Existem leitores — grandes leitores — que não desejam formar bibliotecas e que possuem relativamente poucos livros. Borges, como lembra Manguel, seria o exemplo definitivo. Alguém poderia imaginá-lo rodeado de livros em casa, mas não era o caso. Ele doava quase tudo. Eu admiro tal despojamento, mas o quero para mim. Talvez o leitor mais sábio seja aquele que lê muitos livros (ou, melhor ainda, poucos, mas profundamente) e que não se importa em possuir nenhum, porque sabe que os verdadeiramente importantes foram incorporados ao seu ser. Talvez seja um sinal de fraqueza e até mania de colecionar livros que não necessariamente nos tornarão melhores ou mais inteligentes. Aceito totalmente essa possibilidade. Mas, foda-se, vou seguir armazenando livros.
Este livro estava no setor de Arte da Bamboletras. Acabo de transferi-lo para o de Biografias. Pois trata-se de uma muito boa e sedutora biografia de um falsário. Han van Meegeren (1889-1947) foi um habilidosíssimo artista plástico holandês que virou as costas ao modernismo. Ele amava e queria criar quadros como os da Idade de Ouro dos grandes mestres holandeses, gente como Vermeer, Rembrandt, Hals, Rubens, Ter Borch, Lievens, De Hooch, Baburen, só para citar os preferidos de van Meegeren. Ao ser desprezado pelos críticos, que queriam obras contemporâneas, ele, que conhecia todos os métodos utilizados pelos pintores seiscentistas, foi picado pela vontade de enganar os especialistas. Tudo começou com uma brincadeira do tipo “vou criar um Vermeer” para se transformar num negócio tão lucrativo que van Meegeren não sabia mais onde enfiar o dinheiro em espécie que recebia. O autor, Frank Wynne, escreve que van Meegeren “tinha talento técnico, mas nada a dizer com sua própria arte”.

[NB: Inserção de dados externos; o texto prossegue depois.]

//! Spreadsheet stage
//!
//! Lays OCR text out as a grid and writes it into an xlsx workbook,
//! loading the workbook and sheet when they exist and creating them when
//! they don't. Cells outside the written rectangle are left alone.

pub mod workbook;

pub use workbook::WorkbookModel;

use crate::error::{OcrSheetError, Result};
use ocr_sheet_common::{layout_text, CellAnchor};
use serde::Serialize;
use std::path::Path;

/// What one write touched
#[derive(Debug, Clone, PartialEq, Eq, Serialize)]
pub struct WriteSummary {
    pub rows: usize,
    pub cells: usize,
    pub created_workbook: bool,
    pub created_sheet: bool,
}

/// Writes `text` into `sheet_name` of the workbook at `path`, starting at the
/// 1-indexed `anchor`
pub fn write_text(
    text: &str,
    path: &Path,
    sheet_name: &str,
    anchor: CellAnchor,
) -> Result<WriteSummary> {
    let placements =
        layout_text(text, anchor).map_err(|e| OcrSheetError::Spreadsheet(e.to_string()))?;

    let created_workbook = !path.exists();
    let mut workbook = WorkbookModel::load_or_create(path)?;
    let created_sheet = !workbook.has_sheet(sheet_name);
    workbook.ensure_sheet(sheet_name)?;

    for cell in &placements {
        workbook.set_text(sheet_name, cell.row, u32::from(cell.col), &cell.value)?;
    }

    workbook.save(path)?;

    // rows that only clear cells (tesseract's trailing "\n\x0c") don't count
    let rows = placements
        .iter()
        .filter(|c| !c.value.is_empty())
        .map(|c| c.row)
        .collect::<std::collections::BTreeSet<_>>()
        .len();
    log::info!(
        "[XLSX] Text written to {} ({:?}, {} cells from row {}, col {})",
        path.display(),
        sheet_name,
        placements.len(),
        anchor.row,
        anchor.col
    );

    Ok(WriteSummary {
        rows,
        cells: placements.len(),
        created_workbook,
        created_sheet,
    })
}

#[cfg(test)]
mod tests {
    use super::*;
    use tempfile::tempdir;

    fn anchor() -> CellAnchor {
        CellAnchor::new(2, 2).unwrap()
    }

    #[test]
    fn test_new_workbook_summary() {
        let dir = tempdir().unwrap();
        let path = dir.path().join("new.xlsx");

        let summary = write_text("A\tB\nC\tD", &path, "Sheet1", anchor()).unwrap();
        assert_eq!(
            summary,
            WriteSummary { rows: 2, cells: 4, created_workbook: true, created_sheet: true }
        );

        let again = write_text("E", &path, "Sheet1", anchor()).unwrap();
        assert!(!again.created_workbook);
        assert!(!again.created_sheet);
    }

    #[test]
    fn test_empty_cells_clear_inside_rectangle() {
        let dir = tempdir().unwrap();
        let path = dir.path().join("clear.xlsx");

        write_text("A\tB", &path, "S", anchor()).unwrap();
        write_text("X\t", &path, "S", anchor()).unwrap();

        let book = WorkbookModel::load(&path).unwrap();
        assert_eq!(book.text("S", 2, 2).as_deref(), Some("X"));
        assert_eq!(book.text("S", 2, 3), None);
    }

    #[test]
    fn test_trailing_form_feed_row_not_counted() {
        let dir = tempdir().unwrap();
        let path = dir.path().join("ocr.xlsx");

        let summary = write_text("Name\tAge\nAlice\t30\n\x0c", &path, "Sheet1", anchor()).unwrap();
        assert_eq!(summary.rows, 2);
        assert_eq!(summary.cells, 5);

        let book = WorkbookModel::load(&path).unwrap();
        assert_eq!(book.text("Sheet1", 3, 3).as_deref(), Some("30"));
        assert_eq!(book.text("Sheet1", 4, 2), None);
    }

    #[test]
    fn test_anchor_overflow_is_spreadsheet_error() {
        let dir = tempdir().unwrap();
        let path = dir.path().join("wide.xlsx");
        let far = CellAnchor::new(1, ocr_sheet_common::grid::MAX_COL).unwrap();

        let err = write_text("a\tb", &path, "S", far).unwrap_err();
        assert!(matches!(err, OcrSheetError::Spreadsheet(_)));
        assert!(!path.exists(), "nothing is written when the layout fails");
    }
}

Mas o falsário não era um mero copiador de quadros. No início do século XX, a reputação de Vermeer não parava de crescer, mas pouco se sabia da vida do artista e da verdadeira extensão de sua obra. A história, assim como a natureza, tem horror ao vácuo. Apenas 35 de suas obras chegaram a nós e há uma enorme disparidade entre as primeiras obras do mestre e os trabalhos maduros. Faltam as pinturas intermediárias, aquelas que fazem a ligação, unindo a fase inicial e a final. E foi neste vazio que van Meegeren entrou. Ele tratou de encontrar tais quadros, ou melhor, de criá-los. Quem os apresentava eram sempre laranjas, “representantes de uma decaída família holandesa que encontrou um tesouro em seu sótão, olha só”, etc. Vocês podem imaginar o valor que estas descobertas tiveram, não?

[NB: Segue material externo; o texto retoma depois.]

//! OCR text → spreadsheet cells
//!
//! Rows are split on `'\n'`, cells on `'\t'`, and each cell is trimmed.
//! Placement coordinates are 1-indexed, the way a spreadsheet shows them.

use crate::error::{Error, Result};
use serde::{Deserialize, Serialize};

/// Largest row number an xlsx sheet can hold (1-indexed)
pub const MAX_ROW: u32 = 1_048_576;
/// Largest column number an xlsx sheet can hold (1-indexed)
pub const MAX_COL: u16 = 16_384;

/// Top-left cell of a write, 1-indexed
#[derive(Debug, Clone, Copy, PartialEq, Eq, Serialize, Deserialize)]
pub struct CellAnchor {
    pub row: u32,
    pub col: u16,
}

impl CellAnchor {
    pub fn new(row: u32, col: u16) -> Result<Self> {
        if row == 0 || col == 0 {
            return Err(Error::CellOutOfRange(format!(
                "anchor ({}, {}) must be 1-indexed",
                row, col
            )));
        }
        if row > MAX_ROW || col > MAX_COL {
            return Err(Error::CellOutOfRange(format!(
                "anchor ({}, {}) exceeds {}x{}",
                row, col, MAX_ROW, MAX_COL
            )));
        }
        Ok(Self { row, col })
    }
}

/// One value destined for one cell
#[derive(Debug, Clone, PartialEq, Eq)]
pub struct CellPlacement {
    pub row: u32,
    pub col: u16,
    pub value: String,
}

/// Splits text into trimmed cells.
///
/// Every newline starts a row, so text ending in `'\n'` yields a trailing
/// row holding one empty cell.
pub fn parse_text_grid(text: &str) -> Vec<Vec<String>> {
    text.split('\n')
        .map(|row| row.split('\t').map(|cell| cell.trim().to_string()).collect())
        .collect()
}

/// Maps a parsed grid onto sheet coordinates starting at `anchor`
pub fn place_grid(grid: &[Vec<String>], anchor: CellAnchor) -> Result<Vec<CellPlacement>> {
    let mut placements = Vec::new();

    for (i, row) in grid.iter().enumerate() {
        let row_num = u32::try_from(i)
            .ok()
            .and_then(|i| anchor.row.checked_add(i))
            .filter(|r| *r <= MAX_ROW)
            .ok_or_else(|| {
                Error::CellOutOfRange(format!("row {} + {} exceeds {}", anchor.row, i, MAX_ROW))
            })?;

        for (j, value) in row.iter().enumerate() {
            let col_num = u16::try_from(j)
                .ok()
                .and_then(|j| anchor.col.checked_add(j))
                .filter(|c| *c <= MAX_COL)
                .ok_or_else(|| {
                    Error::CellOutOfRange(format!(
                        "column {} + {} exceeds {}",
                        anchor.col, j, MAX_COL
                    ))
                })?;

            placements.push(CellPlacement {
                row: row_num,
                col: col_num,
                value: value.clone(),
            });
        }
    }

    Ok(placements)
}

/// Convenience: parse then place
pub fn layout_text(text: &str, anchor: CellAnchor) -> Result<Vec<CellPlacement>> {
    place_grid(&parse_text_grid(text), anchor)
}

E Meegeren comprou propriedades e castelos, até os tubos de calefação tinham notas de dinheiro. Ficou milionário. Mesmo com a qualidade da sua produção decaindo literalmente a olhos vistos, ninguém notava as imposturas. Ele chegou a vender obras para nazistas durante a Segunda Guerra Mundial.
O livro é sensacional. Depois que a guerra acabou, o holandês ficou numa situação difícil e foi preso. Ou tinha realmente vendido quadros para os nazistas (crime gravíssimo), ou confessava a falsificação e se assumia como escroque. Acabou confessando — sua confissão foi comemorada na Holanda em razão dos quadros vendidos serem falsos –, mas daí precisou convencer os próprios críticos, que pouco antes tinham saudado e autenticado com convicção os Vermeers redescobertos, de seus equívocos e de sua incompetência…

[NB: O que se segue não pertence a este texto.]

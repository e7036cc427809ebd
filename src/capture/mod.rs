//! Screen capture stage
//!
//! Grabs the pixels of a region and archives them as PNG under the
//! screenshot folder. The grab itself sits behind `ScreenCapturer` so the
//! pipeline runs against a fake in tests.

#[cfg(feature = "screen")]
mod screen;

#[cfg(feature = "screen")]
pub use screen::XcapCapturer;

use crate::error::{OcrSheetError, Result};
use image::{ImageFormat, RgbaImage};
use ocr_sheet_common::{naming, Region};
use std::path::{Path, PathBuf};

/// Source of screen pixels
pub trait ScreenCapturer {
    /// Returns the pixels of exactly `region`. HiDPI backends may return
    /// more pixels than the region's logical size.
    fn grab(&self, region: &Region) -> Result<RgbaImage>;
}

/// Pixels of one capture plus where they were archived
#[derive(Debug, Clone)]
pub struct CapturedImage {
    pub image: RgbaImage,
    pub path: PathBuf,
}

/// Bounds of one monitor in screen coordinates
#[derive(Debug, Clone, Copy, PartialEq, Eq)]
pub struct MonitorBounds {
    pub x: i32,
    pub y: i32,
    pub width: u32,
    pub height: u32,
}

impl MonitorBounds {
    fn contains(&self, region: &Region) -> bool {
        let left = self.x as i64;
        let top = self.y as i64;
        let right = left + self.width as i64;
        let bottom = top + self.height as i64;

        region.x as i64 >= left
            && region.y as i64 >= top
            && region.right() as i64 <= right
            && region.bottom() as i64 <= bottom
    }
}

/// Finds the monitor that holds the whole region.
///
/// Returns its index and the region's origin relative to that monitor.
/// A region straddling two monitors or hanging off every screen is an error.
pub fn locate_region(region: &Region, monitors: &[MonitorBounds]) -> Result<(usize, u32, u32)> {
    monitors
        .iter()
        .position(|m| m.contains(region))
        .map(|index| {
            let m = monitors[index];
            let local_x = (region.x as i64 - m.x as i64) as u32;
            let local_y = (region.y as i64 - m.y as i64) as u32;
            (index, local_x, local_y)
        })
        .ok_or_else(|| OcrSheetError::Capture(format!("region ({}) is off-screen", region)))
}

/// Crop rectangle `(x, y, width, height)` inside a monitor image.
///
/// `local` is the region origin relative to the monitor, in the monitor's
/// reported units. HiDPI monitors return more pixels than those units, so the
/// rectangle is scaled by the image/bounds ratio and clamped to the image.
pub fn scaled_crop(
    bounds: MonitorBounds,
    local: (u32, u32),
    region: &Region,
    image: (u32, u32),
) -> (u32, u32, u32, u32) {
    let (image_w, image_h) = image;
    let scale_x = image_w as f64 / bounds.width.max(1) as f64;
    let scale_y = image_h as f64 / bounds.height.max(1) as f64;

    let x = (((local.0 as f64) * scale_x).round() as u32).min(image_w.saturating_sub(1));
    let y = (((local.1 as f64) * scale_y).round() as u32).min(image_h.saturating_sub(1));
    let width = (((region.width as f64) * scale_x).round() as u32)
        .min(image_w.saturating_sub(x))
        .max(1);
    let height = (((region.height as f64) * scale_y).round() as u32)
        .min(image_h.saturating_sub(y))
        .max(1);
    (x, y, width, height)
}

/// Grabs `region` and saves it under `dir` with a timestamped name
pub fn capture_region(
    capturer: &dyn ScreenCapturer,
    region: &Region,
    dir: &Path,
) -> Result<CapturedImage> {
    if region.is_degenerate() {
        return Err(OcrSheetError::Capture(format!(
            "region has no area ({}x{})",
            region.width, region.height
        )));
    }

    let image = capturer.grab(region)?;
    if image.width() == 0 || image.height() == 0 {
        return Err(OcrSheetError::Capture(format!(
            "capturer returned an empty image for {}",
            region
        )));
    }

    let path = save_screenshot(&image, dir)?;
    log::info!("[CAPTURE] {} saved to {}", region, path.display());
    Ok(CapturedImage { image, path })
}

fn save_screenshot(image: &RgbaImage, dir: &Path) -> Result<PathBuf> {
    std::fs::create_dir_all(dir)
        .map_err(|e| OcrSheetError::Capture(format!("{}: {}", dir.display(), e)))?;
    let path = dir.join(naming::screenshot_file_name(&naming::now()));
    image
        .save_with_format(&path, ImageFormat::Png)
        .map_err(|e| OcrSheetError::Capture(format!("{}: {}", path.display(), e)))?;
    Ok(path)
}

/// Loads an image file from disk as if it had just been captured
pub fn load_image_file(path: &Path) -> Result<CapturedImage> {
    let image = image::open(path)
        .map_err(|e| OcrSheetError::Extraction(format!("{}: {}", path.display(), e)))?
        .to_rgba8();
    Ok(CapturedImage {
        image,
        path: path.to_path_buf(),
    })
}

Afinal, em 1940, os os especialistas e os jornais chamavam de descoberta sensacional a soberba Ceia em Emaús, obra da fase intermediária de Vermeer que saíra dos pincéis de van Meegeren… Natural, portanto, que a história desse holandês bon-vivant e viciado em morfina tenha virado um problema também para a crítica. O caso van Meegeren desestabilizou a autoridade dos especialistas e que ameaçou o rico mundo dos leilões e dos mercados de arte. O caso é saboroso.
Ao final do livro, sabemos até onde estão os ex-Vermeer e os verdadeiros.
Excelente diversão. Recomendo!
Um show: a fim de comprovar suas habilidades, van Meegeren, em 1945, criou publicamente um Vermeer para a polícia conferir e as imprensa gravar.